For the researchers, this case is clearly a new infection. Even after surviving COVID-19, it is still possible to become infected with a SARS-CoV-2 pathogen. Such reinfections also occur more frequently with other seasonal cold viruses such as coronaviruses 229E, OC43, NL63 and HKUI24, according to the Hong Kong researchers.
Two cases in Europe
According to Marion Koopmans, a virologist and adviser to the Dutch government, the genetic code of the second infection is also significantly different from that of the first, in the case of the patient in the Netherlands. It was an older man with a weak immune system.

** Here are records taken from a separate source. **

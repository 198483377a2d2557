//! Configuration data model and validation

use crate::types::{AppError, RelayProtocol, Result, SortKey, TestType};
use serde::{Deserialize, Serialize};
use std::path::PathBuf;
use std::str::FromStr;
use std::time::Duration;

/// Upper bounds enforced by [`Config::validate`]
pub const MAX_WORKERS_LIMIT: usize = 256;
pub const MAX_PING_COUNT: u32 = 100;
pub const MAX_TIMEOUT_SECONDS: u64 = 300;
pub const MAX_SPEED_DURATION_SECONDS: u64 = 120;
pub const MAX_CHUNK_SIZE: usize = 1024 * 1024;

/// Main application configuration
#[derive(Debug, Clone, Serialize, Deserialize)]
pub struct Config {
    /// Explicit targets, `name=address` or a bare address
    #[serde(default)]
    pub targets: Vec<String>,

    /// Relay inventory JSON file
    #[serde(default)]
    pub relays_file: Option<PathBuf>,

    /// Country code filter for inventory relays
    #[serde(default)]
    pub country: Option<String>,

    /// Protocol filter for inventory relays
    #[serde(default)]
    pub protocol: RelayProtocol,

    /// Measurements to run per target
    #[serde(default)]
    pub test_type: TestType,

    /// Upper bound on concurrent workers
    #[serde(default = "default_max_workers")]
    pub max_workers: usize,

    /// Echo requests per ping invocation
    #[serde(default = "default_ping_count")]
    pub ping_count: u32,

    /// Ping reply timeout
    #[serde(default = "default_timeout_secs")]
    pub timeout_seconds: u64,

    /// Ping executable name or path
    #[serde(default = "default_ping_command")]
    pub ping_command: String,

    /// Wall-clock length of one echo session
    #[serde(default = "default_speed_duration_secs")]
    pub speed_duration_seconds: u64,

    /// Payload block size for one round
    #[serde(default = "default_chunk_size")]
    pub speed_chunk_size: usize,

    #[serde(default = "default_connect_timeout_secs")]
    pub speed_connect_timeout_seconds: u64,

    #[serde(default = "default_round_timeout_ms")]
    pub speed_round_timeout_ms: u64,

    /// Candidate echo ports in priority order
    #[serde(default = "default_speed_ports")]
    pub speed_ports: Vec<u16>,

    #[serde(default)]
    pub sort_by: SortKey,

    /// Show only the best N results
    #[serde(default)]
    pub limit: Option<usize>,

    #[serde(default)]
    pub json_output: bool,

    /// Read pause/resume/stop commands from stdin
    #[serde(default)]
    pub interactive: bool,

    #[serde(default = "default_enable_color")]
    pub enable_color: bool,

    #[serde(default)]
    pub verbose: bool,

    #[serde(default)]
    pub debug: bool,
}

impl Default for Config {
    fn default() -> Self {
        Self {
            targets: Vec::new(),
            relays_file: None,
            country: None,
            protocol: RelayProtocol::default(),
            test_type: TestType::default(),
            max_workers: default_max_workers(),
            ping_count: default_ping_count(),
            timeout_seconds: default_timeout_secs(),
            ping_command: default_ping_command(),
            speed_duration_seconds: default_speed_duration_secs(),
            speed_chunk_size: default_chunk_size(),
            speed_connect_timeout_seconds: default_connect_timeout_secs(),
            speed_round_timeout_ms: default_round_timeout_ms(),
            speed_ports: default_speed_ports(),
            sort_by: SortKey::default(),
            limit: None,
            json_output: false,
            interactive: false,
            enable_color: default_enable_color(),
            verbose: false,
            debug: false,
        }
    }
}

impl Config {
    /// Create a new configuration with default values
    pub fn new() -> Self {
        Self::default()
    }

    /// Get ping timeout as Duration
    pub fn timeout(&self) -> Duration {
        Duration::from_secs(self.timeout_seconds)
    }

    /// Per-reply wait handed to the ping utility: half the target timeout, at least 1s
    pub fn ping_reply_timeout(&self) -> Duration {
        Duration::from_secs((self.timeout_seconds / 2).max(1))
    }

    pub fn speed_duration(&self) -> Duration {
        Duration::from_secs(self.speed_duration_seconds)
    }

    pub fn connect_timeout(&self) -> Duration {
        Duration::from_secs(self.speed_connect_timeout_seconds)
    }

    pub fn round_timeout(&self) -> Duration {
        Duration::from_millis(self.speed_round_timeout_ms)
    }

    /// True when at least one target source is configured
    pub fn has_target_source(&self) -> bool {
        !self.targets.is_empty() || self.relays_file.is_some()
    }

    /// Validate hard limits; soft concerns live in `ConfigValidator`
    pub fn validate(&self) -> Result<()> {
        for spec in &self.targets {
            if spec.trim().is_empty() {
                return Err(AppError::config("Target entry cannot be empty"));
            }
        }

        if self.max_workers == 0 {
            return Err(AppError::config("Worker count must be greater than 0"));
        }
        if self.max_workers > MAX_WORKERS_LIMIT {
            return Err(AppError::config(format!("Worker count cannot exceed {}", MAX_WORKERS_LIMIT)));
        }

        if self.ping_count == 0 {
            return Err(AppError::config("Ping count must be greater than 0"));
        }
        if self.ping_count > MAX_PING_COUNT {
            return Err(AppError::config(format!("Ping count cannot exceed {}", MAX_PING_COUNT)));
        }

        if self.timeout_seconds == 0 {
            return Err(AppError::config("Timeout must be greater than 0"));
        }
        if self.timeout_seconds > MAX_TIMEOUT_SECONDS {
            return Err(AppError::config(format!("Timeout cannot exceed {} seconds", MAX_TIMEOUT_SECONDS)));
        }

        if self.ping_command.trim().is_empty() {
            return Err(AppError::config("Ping command cannot be empty"));
        }

        if self.test_type.includes_speed() {
            if self.speed_duration_seconds == 0 || self.speed_duration_seconds > MAX_SPEED_DURATION_SECONDS {
                return Err(AppError::config(format!(
                    "Speed test duration must be between 1 and {} seconds",
                    MAX_SPEED_DURATION_SECONDS
                )));
            }
            if self.speed_chunk_size == 0 || self.speed_chunk_size > MAX_CHUNK_SIZE {
                return Err(AppError::config(format!(
                    "Speed chunk size must be between 1 and {} bytes",
                    MAX_CHUNK_SIZE
                )));
            }
            if self.speed_connect_timeout_seconds == 0 {
                return Err(AppError::config("Connect timeout must be greater than 0"));
            }
            if self.speed_round_timeout_ms == 0 {
                return Err(AppError::config("Round timeout must be greater than 0"));
            }
            if self.speed_ports.is_empty() {
                return Err(AppError::config("Speed testing needs at least one candidate port"));
            }
            if self.speed_ports.contains(&0) {
                return Err(AppError::config("Port 0 is not a valid candidate port"));
            }
        }

        if self.limit == Some(0) {
            return Err(AppError::config("Result limit must be greater than 0"));
        }

        Ok(())
    }

    /// Merge environment variables into this configuration
    pub fn merge_from_env(&mut self) -> Result<()> {
        if let Ok(targets) = std::env::var("RPROBE_TARGETS") {
            self.targets = split_list(&targets);
        }

        if let Ok(path) = std::env::var("RPROBE_RELAYS_FILE") {
            if !path.trim().is_empty() {
                self.relays_file = Some(PathBuf::from(path.trim()));
            }
        }

        if let Ok(country) = std::env::var("RPROBE_COUNTRY") {
            if !country.trim().is_empty() {
                self.country = Some(country.trim().to_string());
            }
        }

        if let Ok(command) = std::env::var("RPROBE_PING_COMMAND") {
            if !command.trim().is_empty() {
                self.ping_command = command.trim().to_string();
            }
        }

        if let Some(protocol) = parse_env("RPROBE_PROTOCOL")? {
            self.protocol = protocol;
        }
        if let Some(test_type) = parse_env("RPROBE_TEST_TYPE")? {
            self.test_type = test_type;
        }
        if let Some(workers) = parse_env("RPROBE_MAX_WORKERS")? {
            self.max_workers = workers;
        }
        if let Some(count) = parse_env("RPROBE_PING_COUNT")? {
            self.ping_count = count;
        }
        if let Some(timeout) = parse_env("RPROBE_TIMEOUT_SECONDS")? {
            self.timeout_seconds = timeout;
        }
        if let Some(duration) = parse_env("RPROBE_SPEED_DURATION")? {
            self.speed_duration_seconds = duration;
        }
        if let Some(chunk) = parse_env("RPROBE_SPEED_CHUNK_SIZE")? {
            self.speed_chunk_size = chunk;
        }
        if let Ok(ports) = std::env::var("RPROBE_SPEED_PORTS") {
            self.speed_ports = parse_port_list(&ports)?;
        }
        if let Some(enable_color) = parse_env("ENABLE_COLOR")? {
            self.enable_color = enable_color;
        }

        Ok(())
    }
}

/// Split a comma-separated list, dropping blanks
pub fn split_list(value: &str) -> Vec<String> {
    value
        .split(',')
        .map(|s| s.trim().to_string())
        .filter(|s| !s.is_empty())
        .collect()
}

/// Parse a comma-separated port list such as `443,80,51820`
pub fn parse_port_list(value: &str) -> Result<Vec<u16>> {
    split_list(value)
        .iter()
        .map(|p| {
            p.parse::<u16>()
                .map_err(|e| AppError::config(format!("Invalid port '{}': {}", p, e)))
        })
        .collect()
}

fn parse_env<T>(key: &str) -> Result<Option<T>>
where
    T: FromStr,
    T::Err: std::fmt::Display,
{
    match std::env::var(key) {
        Ok(value) => value
            .trim()
            .parse::<T>()
            .map(Some)
            .map_err(|e| AppError::config(format!("Invalid {} value '{}': {}", key, value, e))),
        Err(_) => Ok(None),
    }
}

// Default value functions for serde
fn default_max_workers() -> usize {
    crate::defaults::DEFAULT_MAX_WORKERS
}

fn default_ping_count() -> u32 {
    crate::defaults::DEFAULT_PING_COUNT
}

fn default_timeout_secs() -> u64 {
    crate::defaults::DEFAULT_TIMEOUT.as_secs()
}

fn default_ping_command() -> String {
    crate::defaults::DEFAULT_PING_COMMAND.to_string()
}

fn default_speed_duration_secs() -> u64 {
    crate::defaults::DEFAULT_SPEED_DURATION.as_secs()
}

fn default_chunk_size() -> usize {
    crate::defaults::DEFAULT_CHUNK_SIZE
}

fn default_connect_timeout_secs() -> u64 {
    crate::defaults::DEFAULT_CONNECT_TIMEOUT.as_secs()
}

fn default_round_timeout_ms() -> u64 {
    crate::defaults::DEFAULT_ROUND_TIMEOUT.as_millis() as u64
}

fn default_speed_ports() -> Vec<u16> {
    crate::defaults::DEFAULT_SPEED_PORTS.to_vec()
}

fn default_enable_color() -> bool {
    crate::defaults::DEFAULT_ENABLE_COLOR
}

This speaks against a resurgence of the first infection, she added.
Koopmans said it was not surprising that new infections were turning up among people who recovered from COVID-19.
“We know from other respiratory tract infections that one is not protected for life, and we do not expect this from COVID-19,” the virologist said on Dutch radio.
However, it must now be clarified whether such repeat infections actually occur more frequently or whether they are isolated cases.
In Belgium, one patient took ill again after three months. A gene sequence analysis also revealed that the virus had 11 mutations in the second case. “This is not good news,” said virologist Marc Van Ranst on the Belgian channel VTM.
Many open questions
The apparent reinfections add to indications that immunity to SARS-CoV-2 is short-lived. Even after surviving the COVID-19 disease, at least some patients have only partial protection. Not all of them seem to develop protective antibodies.
However, even eight months after the outbreak of the pandemic, many questions remain unanswered, and it is difficult for researchers to gain an overview of the details of global infections as research is conducted worldwide with many results published quickly and without the necessary peer review.
Detailed studies on the cases in the Netherlands and Belgium are not yet available. There are also only excerpts from a specialist article on the documented repeat infection in Hong Kong that a reporter from the South China Morning Post posted on Twitter. These results have not yet been subject to peer review.
What does this mean for a vaccine?
More than 150 vaccines against SARS-CoV-2 are currently being developed worldwide. Recently, Russia has approved the vaccine “Sputnik V,” and seven other vaccine candidates are in the decisive clinical Phase III tests.
If reinfections are indeed confirmed, SARS-CoV-2 is unlikely to disappear due to effective herd immunity. It is also possible that vaccines currently in development may not provide lifelong protection against the aggressive coronavirus.
Until Phase III clinical trials are completed and meaningful long-term studies are available, it is not possible to make reliable statements about how effective these vaccines are, whether they will protect against viral mutations or how long the protection will last.